Each line in the entries below that holds the string "weight" must be copied.

### Records provided ###

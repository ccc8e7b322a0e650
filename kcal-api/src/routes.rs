use actix_web::{
    error::InternalError, get, http::StatusCode, post, web, HttpResponse, ResponseError,
};
use kcal_model::{
    api::{ActivityLevelInfo, ErrorKind, ErrorResponse},
    biometrics::{ActivityLevel, BiometricInput, CalculationRequest, ValidationError},
    estimate::{self, CalorieEstimate},
};
use log::{info, warn};
use strum::IntoEnumIterator;

#[derive(Debug, thiserror::Error)]
#[error(transparent)]
struct ApiError(#[from] ValidationError);

impl ResponseError for ApiError {
    fn status_code(&self) -> StatusCode {
        StatusCode::BAD_REQUEST
    }

    fn error_response(&self) -> HttpResponse {
        HttpResponse::build(self.status_code()).json(ErrorResponse::from(&self.0))
    }
}

/// Bodies that fail to parse get the same error shape as bodies that fail
/// validation.
fn json_config() -> web::JsonConfig {
    web::JsonConfig::default().error_handler(|err, _req| {
        warn!("Rejected malformed request: {}", err);
        let body = ErrorResponse {
            error: ErrorKind::InvalidInput,
            message: err.to_string(),
        };
        InternalError::from_response(err, HttpResponse::BadRequest().json(body)).into()
    })
}

#[post("/api/calculate")]
async fn calculate(
    request: web::Json<CalculationRequest>,
) -> Result<web::Json<CalorieEstimate>, ApiError> {
    let (input, estimate) = BiometricInput::try_from(request.into_inner())
        .and_then(|input| estimate::estimate(&input).map(|estimate| (input, estimate)))
        .map_err(|e| {
            warn!("Rejected calculation request: {}", e);
            e
        })?;
    info!(
        "Estimated {} kcal/day ({}, {}, activity {})",
        estimate.total_calories,
        input.unit_system(),
        input.sex(),
        input.activity()
    );
    Ok(web::Json(estimate))
}

#[get("/api/activity-levels")]
async fn activity_levels() -> web::Json<Vec<ActivityLevelInfo>> {
    web::Json(ActivityLevel::iter().map(ActivityLevelInfo::from).collect())
}

pub fn configure(cfg: &mut web::ServiceConfig) {
    cfg.app_data(json_config())
        .service(calculate)
        .service(activity_levels);
}

#[cfg(test)]
mod tests {
    use actix_web::{http::header::ContentType, test, App};
    use serde_json::{json, Value};

    use super::*;

    #[actix_web::test]
    async fn calculates_metric_male() {
        let app = test::init_service(App::new().configure(configure)).await;
        let req = test::TestRequest::post()
            .uri("/api/calculate")
            .set_json(json!({
                "age": 30,
                "weight": 80,
                "height": 180,
                "sex": "male",
                "activityFactor": 1.55,
                "unitSystem": "metric"
            }))
            .to_request();

        let body: Value = test::call_and_read_body_json(&app, req).await;

        assert_eq!(body["totalCalories"], json!(2759.0));
        assert_eq!(body["bmr"], json!(1780.0));
    }

    #[actix_web::test]
    async fn calculates_metric_female() {
        let app = test::init_service(App::new().configure(configure)).await;
        let req = test::TestRequest::post()
            .uri("/api/calculate")
            .set_json(json!({
                "age": 25,
                "weight": 60,
                "height": 165,
                "sex": "female",
                "activityFactor": 1.2,
                "unitSystem": "metric"
            }))
            .to_request();

        let body: CalorieEstimate = test::call_and_read_body_json(&app, req).await;

        assert_eq!(body.total_calories, 1614.3);
    }

    #[actix_web::test]
    async fn unknown_activity_factor_is_rejected() {
        let app = test::init_service(App::new().configure(configure)).await;
        let req = test::TestRequest::post()
            .uri("/api/calculate")
            .set_json(json!({
                "age": 30,
                "weight": 80,
                "height": 180,
                "sex": "male",
                "activityFactor": 1.3,
                "unitSystem": "metric"
            }))
            .to_request();

        let resp = test::call_service(&app, req).await;
        assert_eq!(resp.status(), StatusCode::BAD_REQUEST);

        let body: ErrorResponse = test::read_body_json(resp).await;
        assert_eq!(body.error, ErrorKind::InvalidActivityLevel);
    }

    #[actix_web::test]
    async fn non_positive_values_are_rejected() {
        let app = test::init_service(App::new().configure(configure)).await;

        for (age, weight, height) in [(0, 80, 180), (30, -80, 180), (30, 80, 0)] {
            let req = test::TestRequest::post()
                .uri("/api/calculate")
                .set_json(json!({
                    "age": age,
                    "weight": weight,
                    "height": height,
                    "sex": "male",
                    "activityFactor": 1.2,
                    "unitSystem": "metric"
                }))
                .to_request();

            let resp = test::call_service(&app, req).await;
            assert_eq!(resp.status(), StatusCode::BAD_REQUEST);

            let body: ErrorResponse = test::read_body_json(resp).await;
            assert_eq!(body.error, ErrorKind::InvalidInput);
        }
    }

    #[actix_web::test]
    async fn unrepresentable_results_are_rejected() {
        let app = test::init_service(App::new().configure(configure)).await;
        let req = test::TestRequest::post()
            .uri("/api/calculate")
            .set_json(json!({
                "age": 30,
                "weight": 1e308,
                "height": 180,
                "sex": "male",
                "activityFactor": 1.9,
                "unitSystem": "imperial"
            }))
            .to_request();

        let resp = test::call_service(&app, req).await;
        assert_eq!(resp.status(), StatusCode::BAD_REQUEST);

        let body: ErrorResponse = test::read_body_json(resp).await;
        assert_eq!(body.error, ErrorKind::InvalidInput);
    }

    #[actix_web::test]
    async fn non_numeric_values_are_invalid_input() {
        let app = test::init_service(App::new().configure(configure)).await;
        let req = test::TestRequest::post()
            .uri("/api/calculate")
            .insert_header(ContentType::json())
            .set_payload(
                r#"{"age":"thirty","weight":80,"height":180,"sex":"male","activityFactor":1.2,"unitSystem":"metric"}"#,
            )
            .to_request();

        let resp = test::call_service(&app, req).await;
        assert_eq!(resp.status(), StatusCode::BAD_REQUEST);

        let body: ErrorResponse = test::read_body_json(resp).await;
        assert_eq!(body.error, ErrorKind::InvalidInput);
    }

    #[actix_web::test]
    async fn missing_fields_are_invalid_input() {
        let app = test::init_service(App::new().configure(configure)).await;
        let req = test::TestRequest::post()
            .uri("/api/calculate")
            .set_json(json!({ "age": 30, "sex": "male" }))
            .to_request();

        let resp = test::call_service(&app, req).await;
        assert_eq!(resp.status(), StatusCode::BAD_REQUEST);

        let body: ErrorResponse = test::read_body_json(resp).await;
        assert_eq!(body.error, ErrorKind::InvalidInput);
    }

    #[actix_web::test]
    async fn lists_activity_levels_in_order() {
        let app = test::init_service(App::new().configure(configure)).await;
        let req = test::TestRequest::get()
            .uri("/api/activity-levels")
            .to_request();

        let body: Vec<ActivityLevelInfo> = test::call_and_read_body_json(&app, req).await;

        let factors: Vec<f64> = body.iter().map(|level| level.activity_factor).collect();
        assert_eq!(factors, vec![1.2, 1.375, 1.55, 1.725, 1.9]);
        assert_eq!(body[0].label, "Sedentary (little or no exercise)");
    }
}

###

[Exercise output]
                "weight": 80,
                "weight": 60,
                "weight": 80,
        for (age, weight, height) in [(0, 80, 180), (30, -80, 180), (30, 80, 0)] {
                    "weight": weight,
                "weight": 1e308,
                r#"{"age":"thirty","weight":80,"height":180,"sex":"male","activityFactor":1.2,"unitSystem":"metric"}"#,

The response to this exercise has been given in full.